The government is always looking for confirmation that your R&D operations were legal. This entails explaining why R&D is required.

Despite the fact that Avvoka is founded on invention, they needed to separate their technological achievements into different R&D initiatives, each with a solid goal and clear objective.

When they did, Avvoka’s claims went through without a hitch. They have received all of the relief that was claimed.

YOUR APPLIED STUDY

To qualify for R&D tax credits, you do not need to develop new technologies or create your own AI models. Adoption of cutting-edge technology, methods, or procedures is sufficient to qualify.

Has your company:

  • Ironed out flaws in a manufacturing process?
  • Have you tried or analysed a new way to enhance output?
  • Have you hired external experts to help you overcome technological challenges in respect of your operations?

These are examples of common company operations that might qualify for R&D tax credits.

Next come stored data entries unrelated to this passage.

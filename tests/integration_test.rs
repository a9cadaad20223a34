// tests/integration_test.rs
use std::fs;
use std::path::Path;
use std::process::Command;
use tempfile::TempDir;

const BIN: &str = env!("CARGO_BIN_EXE_blues-setup");

fn fixture_project() -> TempDir {
    let dir = TempDir::new().unwrap();
    let root = dir.path();
    fs::create_dir_all(root.join("pkg/data/nested")).unwrap();
    fs::create_dir_all(root.join("docs")).unwrap();
    fs::write(root.join("pkg/__init__.py"), "").unwrap();
    fs::write(root.join("pkg/data/a.txt"), "a").unwrap();
    fs::write(root.join("pkg/data/nested/b.dat"), "b").unwrap();
    fs::write(root.join("docs/README.md"), "# pkg\n").unwrap();
    dir
}

fn fixture_config() -> String {
    Path::new(env!("CARGO_MANIFEST_DIR"))
        .join("tests/fixtures/released.toml")
        .display()
        .to_string()
}

#[test]
fn test_blues_setup_help() {
    let output = Command::new(BIN)
        .arg("--help")
        .output()
        .expect("Failed to execute command");

    assert!(output.status.success());
    let stdout = String::from_utf8(output.stdout).unwrap();
    assert!(stdout.contains("blues-setup"));
    assert!(stdout.contains("Stamp the version file"));
}

#[test]
fn test_blues_setup_version() {
    let output = Command::new(BIN)
        .arg("--version")
        .output()
        .expect("Failed to execute command");

    assert!(output.status.success());
    let stdout = String::from_utf8(output.stdout).unwrap();
    assert!(stdout.contains(env!("CARGO_PKG_VERSION")));
}

#[test]
fn test_stamp_only_writes_version_file() {
    let project = fixture_project();

    let output = Command::new(BIN)
        .args(["--config", &fixture_config(), "--stamp-only", "--project-dir"])
        .arg(project.path())
        .output()
        .expect("Failed to execute command");

    assert!(output.status.success(), "stderr: {}", String::from_utf8_lossy(&output.stderr));
    let written = fs::read_to_string(project.path().join("pkg/version.py")).unwrap();
    assert!(written.contains("short_version = '1.0.0'"));
    assert!(written.contains("build_number = 'None'"));
    assert!(written.contains("full_version = '1.0.0'"));
    assert!(written.contains("git_revision = 'Unknown'"));
    assert!(written.contains("release = True"));
    assert!(!project.path().join("build/manifest.toml").exists());
}

#[test]
fn test_dry_run_writes_manifest() {
    let project = fixture_project();

    let output = Command::new(BIN)
        .args(["--config", &fixture_config(), "--dry-run", "--project-dir"])
        .arg(project.path())
        .output()
        .expect("Failed to execute command");

    assert!(output.status.success(), "stderr: {}", String::from_utf8_lossy(&output.stderr));
    let manifest = fs::read_to_string(project.path().join("build/manifest.toml")).unwrap();
    assert!(manifest.contains("data/a.txt"));
    assert!(manifest.contains("data/nested/b.dat"));
    assert!(manifest.contains("name = \"pkg\""));
}

#[test]
fn test_missing_data_root_exits_non_zero() {
    let project = fixture_project();
    fs::remove_dir_all(project.path().join("pkg/data")).unwrap();

    let output = Command::new(BIN)
        .args(["--config", &fixture_config(), "--dry-run", "--project-dir"])
        .arg(project.path())
        .output()
        .expect("Failed to execute command");

    assert!(!output.status.success());
    let stderr = String::from_utf8_lossy(&output.stderr);
    assert!(stderr.contains("Directory not found"));
}

#[test]
fn test_print_version_writes_nothing() {
    let project = fixture_project();

    let output = Command::new(BIN)
        .args(["--config", &fixture_config(), "--print-version", "--project-dir"])
        .arg(project.path())
        .output()
        .expect("Failed to execute command");

    assert!(output.status.success());
    let stdout = String::from_utf8(output.stdout).unwrap();
    assert!(stdout.contains("full_version:  1.0.0"));
    assert!(!project.path().join("pkg/version.py").exists());
}

#[test]
fn test_print_version_accepts_pre_release_base() {
    let project = fixture_project();
    let config = project.path().join("pre.toml");
    fs::write(&config, "[version]\nbase_version = \"2.0.0a1\"\ndev_build = \"None\"\n").unwrap();

    let output = Command::new(BIN)
        .arg("--config")
        .arg(&config)
        .arg("--print-version")
        .arg("--project-dir")
        .arg(project.path())
        .output()
        .expect("Failed to execute command");

    assert!(output.status.success(), "stderr: {}", String::from_utf8_lossy(&output.stderr));
    let stdout = String::from_utf8(output.stdout).unwrap();
    assert!(stdout.contains("short_version: 2.0.0a1"));
    assert!(stdout.contains("full_version:  2.0.0a1-Unknown"));
}
//! User interface module - terminal output for the build.

pub mod formatter;

// Re-export formatter functions for convenience
pub use formatter::{
    display_build_summary, display_error, display_status, display_success, display_version_info,
    format_build_summary, format_version_info,
};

“Research is looking at what everyone else has seen and thinking about what nobody else has pondered.” Albert Szent-Gyorgyi

While too cautious individuals may assert that only “science-class” firms are eligible for the R&D tax credit, those comments are based only on pessimism and perhaps a little misinformation.

The UK R&D credit has four fundamental conditions, and “cutting edge” is not one of them, nor has it ever been.

To summarise, you do not have to be a physicist, chemist, biologist, or anything else that ends in “ist” to qualify for the R&D tax credit. However, there are a few conditions your company must follow in terms of what sorts of research qualify for the incentive and which costs you may claim.

IS MY COMPANY RESEARCH ELIGIBLE FOR THE R&D TAX CREDIT?

In order to qualify for a tax credit, your study must be improving science or technology (not just for your company but within the industry), entail some mystery (you cannot know the solution), and depend on scientific or technological concepts.

CAN I DEDUCT MY RESEARCH EXPENDITURES FROM MY R&D TAX CREDIT?

Employee staff costs, specialist third parties, materials and utility costs, are the four major forms of research-related expenses that can be claimed.

As previously stated, the ability to claim labour performed by team members or outside teams has always boosted the employment market.

The R&D credit cannot be used for the following categories of research:

  • Social sciences, arts, and humanities
  • Surveys and studies
  • Market research and post-production
  • Adaptation of a company’s own knowledge to bring it up to speed with the market
  • Adaptations required for aesthetic purposes

WHERE TO BEGIN WHEN CLAIMING THE R&D TAX CREDIT

The fundamental difficulty with the R&D credit isn’t obtaining the credit; it’s justifying the amount asserted with correct and sufficient proof. Most taxpayers do not feel their activities meet the criteria and they expect that the claim process will be onerous and hence we still come across companies that are eligible to claim but they are simply missing out.

HOW CAN COOPER PARRY HELP?

Cooper Parry is comprised of technological professionals, tax experts, industry-leading accountants, and all-around innovators. The specialist R&D team was founded in 2017 by our Head of Department, Chris Knott. Having worked with the R&D tax regimes since their inception in 2000, Chris is well versed in all aspects of the R&D process.